Top of SOURCE RECORDS
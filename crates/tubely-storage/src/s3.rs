use crate::keys::validate_key;
use crate::traits::{Storage, StorageError, StorageResult};
use crate::StorageBackend;
use async_trait::async_trait;
use http::Method;
use object_store::aws::{AmazonS3, AmazonS3Builder};
use object_store::buffered::BufWriter;
use object_store::path::Path as ObjectPath;
use object_store::signer::Signer;
use object_store::{Attribute, Attributes, Result as ObjectResult, RetryConfig};
use std::path::Path;
use std::sync::Arc;
use std::time::Duration;
use tokio::io::AsyncWriteExt;
use tokio::time::Instant;

/// S3 storage implementation
#[derive(Clone)]
pub struct S3Storage {
    store: Arc<AmazonS3>,
    bucket: String,
    region: String,
    endpoint_url: Option<String>, // Custom endpoint for S3-compatible providers
}

impl S3Storage {
    /// Create a new S3Storage instance
    ///
    /// # Arguments
    /// * `bucket` - S3 bucket name
    /// * `region` - AWS region (or region identifier for S3-compatible providers)
    /// * `endpoint_url` - Optional custom endpoint URL for S3-compatible providers
    ///   (e.g., "http://localhost:9000" for MinIO)
    pub fn new(bucket: String, region: String, endpoint_url: Option<String>) -> StorageResult<Self> {
        // Uploads are attempted once; the client must not retry on its own.
        let retry = RetryConfig {
            max_retries: 0,
            ..Default::default()
        };

        let mut builder = AmazonS3Builder::from_env()
            .with_region(region.clone())
            .with_bucket_name(bucket.clone())
            .with_retry(retry);

        if let Some(ref endpoint) = endpoint_url {
            let allow_http = endpoint.starts_with("http://");
            builder = builder
                .with_endpoint(endpoint.clone())
                .with_allow_http(allow_http);
        }

        let store = builder
            .build()
            .map_err(|e| StorageError::ConfigError(e.to_string()))?;

        Ok(S3Storage {
            store: Arc::new(store),
            bucket,
            region,
            endpoint_url,
        })
    }

    fn location(key: &str) -> StorageResult<ObjectPath> {
        if !validate_key(key) {
            return Err(StorageError::InvalidKey(key.to_string()));
        }
        Ok(ObjectPath::from(key))
    }
}

#[async_trait]
impl Storage for S3Storage {
    fn container(&self) -> &str {
        &self.bucket
    }

    #[tracing::instrument(skip(self, path, deadline), fields(bucket = %self.bucket))]
    async fn put_file(
        &self,
        key: &str,
        path: &Path,
        content_type: &str,
        deadline: Instant,
    ) -> StorageResult<u64> {
        let location = Self::location(key)?;
        let start = std::time::Instant::now();

        let mut attributes = Attributes::new();
        attributes.insert(Attribute::ContentType, content_type.to_string().into());

        let store: Arc<dyn object_store::ObjectStore> = self.store.clone();
        let mut writer = BufWriter::new(store, location).with_attributes(attributes);

        let upload = async {
            let mut file = tokio::fs::File::open(path).await?;
            let size = tokio::io::copy(&mut file, &mut writer).await?;
            writer.shutdown().await?;
            Ok::<u64, std::io::Error>(size)
        };
        let outcome = tokio::time::timeout_at(deadline, upload).await;

        let error = match outcome {
            Ok(Ok(size)) => {
                tracing::info!(
                    bucket = %self.bucket,
                    key = %key,
                    size_bytes = size,
                    duration_ms = start.elapsed().as_secs_f64() * 1000.0,
                    "S3 upload successful"
                );
                return Ok(size);
            }
            Ok(Err(e)) => StorageError::UploadFailed(e.to_string()),
            Err(_) => StorageError::DeadlineExceeded(key.to_string()),
        };

        // Discard any parts already sent so no partial object is left behind.
        if let Err(abort_err) = writer.abort().await {
            tracing::warn!(
                error = %abort_err,
                bucket = %self.bucket,
                key = %key,
                "Failed to abort S3 multipart upload"
            );
        }

        tracing::error!(
            error = %error,
            bucket = %self.bucket,
            key = %key,
            duration_ms = start.elapsed().as_secs_f64() * 1000.0,
            "S3 upload failed"
        );
        Err(error)
    }

    async fn presigned_get_url(&self, key: &str, expires_in: Duration) -> StorageResult<String> {
        let location = Self::location(key)?;
        let url_result: ObjectResult<_> = self
            .store
            .signed_url(Method::GET, &location, expires_in)
            .await;

        let url = url_result
            .map_err(|e| StorageError::BackendError(e.to_string()))?
            .to_string();

        Ok(url)
    }

    /// For AWS S3, uses the standard format: https://{bucket}.s3.{region}.amazonaws.com/{key}
    /// For S3-compatible providers, path-style under the endpoint URL
    fn public_url(&self, key: &str) -> String {
        if let Some(ref endpoint) = self.endpoint_url {
            format!("{}/{}/{}", endpoint.trim_end_matches('/'), self.bucket, key)
        } else {
            format!(
                "https://{}.s3.{}.amazonaws.com/{}",
                self.bucket, self.region, key
            )
        }
    }

    fn backend_type(&self) -> StorageBackend {
        StorageBackend::S3
    }
}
Bottom of SOURCE RECORDS
» **EXERCISE DESCRIPTION**: The full set of records, transcribed exactly, is the answer.

» **RESPONSE TO THIS TASK**:
filename crates/tubely-storage/src/s3.rs
use crate::keys::validate_key;
use crate::traits::{Storage, StorageError, StorageResult};
use crate::StorageBackend;
use async_trait::async_trait;
use http::Method;
use object_store::aws::{AmazonS3, AmazonS3Builder};
use object_store::buffered::BufWriter;
use object_store::path::Path as ObjectPath;
use object_store::signer::Signer;
use object_store::{Attribute, Attributes, Result as ObjectResult, RetryConfig};
use std::path::Path;
use std::sync::Arc;
use std::time::Duration;
use tokio::io::AsyncWriteExt;
use tokio::time::Instant;

/// S3 storage implementation
#[derive(Clone)]
pub struct S3Storage {
    store: Arc<AmazonS3>,
    bucket: String,
    region: String,
    endpoint_url: Option<String>, // Custom endpoint for S3-compatible providers
}

impl S3Storage {
    /// Create a new S3Storage instance
    ///
    /// # Arguments
    /// * `bucket` - S3 bucket name
    /// * `region` - AWS region (or region identifier for S3-compatible providers)
    /// * `endpoint_url` - Optional custom endpoint URL for S3-compatible providers
    ///   (e.g., "http://localhost:9000" for MinIO)
    pub fn new(bucket: String, region: String, endpoint_url: Option<String>) -> StorageResult<Self> {
        // Uploads are attempted once; the client must not retry on its own.
        let retry = RetryConfig {
            max_retries: 0,
            ..Default::default()
        };

        let mut builder = AmazonS3Builder::from_env()
            .with_region(region.clone())
            .with_bucket_name(bucket.clone())
            .with_retry(retry);

        if let Some(ref endpoint) = endpoint_url {
            let allow_http = endpoint.starts_with("http://");
            builder = builder
                .with_endpoint(endpoint.clone())
                .with_allow_http(allow_http);
        }

        let store = builder
            .build()
            .map_err(|e| StorageError::ConfigError(e.to_string()))?;

        Ok(S3Storage {
            store: Arc::new(store),
            bucket,
            region,
            endpoint_url,
        })
    }

    fn location(key: &str) -> StorageResult<ObjectPath> {
        if !validate_key(key) {
            return Err(StorageError::InvalidKey(key.to_string()));
        }
        Ok(ObjectPath::from(key))
    }
}

#[async_trait]
impl Storage for S3Storage {
    fn container(&self) -> &str {
        &self.bucket
    }

    #[tracing::instrument(skip(self, path, deadline), fields(bucket = %self.bucket))]
    async fn put_file(
        &self,
        key: &str,
        path: &Path,
        content_type: &str,
        deadline: Instant,
    ) -> StorageResult<u64> {
        let location = Self::location(key)?;
        let start = std::time::Instant::now();

        let mut attributes = Attributes::new();
        attributes.insert(Attribute::ContentType, content_type.to_string().into());

        let store: Arc<dyn object_store::ObjectStore> = self.store.clone();
        let mut writer = BufWriter::new(store, location).with_attributes(attributes);

        let upload = async {
            let mut file = tokio::fs::File::open(path).await?;
            let size = tokio::io::copy(&mut file, &mut writer).await?;
            writer.shutdown().await?;
            Ok::<u64, std::io::Error>(size)
        };
        let outcome = tokio::time::timeout_at(deadline, upload).await;

        let error = match outcome {
            Ok(Ok(size)) => {
                tracing::info!(
                    bucket = %self.bucket,
                    key = %key,
                    size_bytes = size,
                    duration_ms = start.elapsed().as_secs_f64() * 1000.0,
                    "S3 upload successful"
                );
                return Ok(size);
            }
            Ok(Err(e)) => StorageError::UploadFailed(e.to_string()),
            Err(_) => StorageError::DeadlineExceeded(key.to_string()),
        };

        // Discard any parts already sent so no partial object is left behind.
        if let Err(abort_err) = writer.abort().await {
            tracing::warn!(
                error = %abort_err,
                bucket = %self.bucket,
                key = %key,
                "Failed to abort S3 multipart upload"
            );
        }

        tracing::error!(
            error = %error,
            bucket = %self.bucket,
            key = %key,
            duration_ms = start.elapsed().as_secs_f64() * 1000.0,
            "S3 upload failed"
        );
        Err(error)
    }

    async fn presigned_get_url(&self, key: &str, expires_in: Duration) -> StorageResult<String> {
        let location = Self::location(key)?;
        let url_result: ObjectResult<_> = self
            .store
            .signed_url(Method::GET, &location, expires_in)
            .await;

        let url = url_result
            .map_err(|e| StorageError::BackendError(e.to_string()))?
            .to_string();

        Ok(url)
    }

    /// For AWS S3, uses the standard format: https://{bucket}.s3.{region}.amazonaws.com/{key}
    /// For S3-compatible providers, path-style under the endpoint URL
    fn public_url(&self, key: &str) -> String {
        if let Some(ref endpoint) = self.endpoint_url {
            format!("{}/{}/{}", endpoint.trim_end_matches('/'), self.bucket, key)
        } else {
            format!(
                "https://{}.s3.{}.amazonaws.com/{}",
                self.bucket, self.region, key
            )
        }
    }

    fn backend_type(&self) -> StorageBackend {
        StorageBackend::S3
    }
}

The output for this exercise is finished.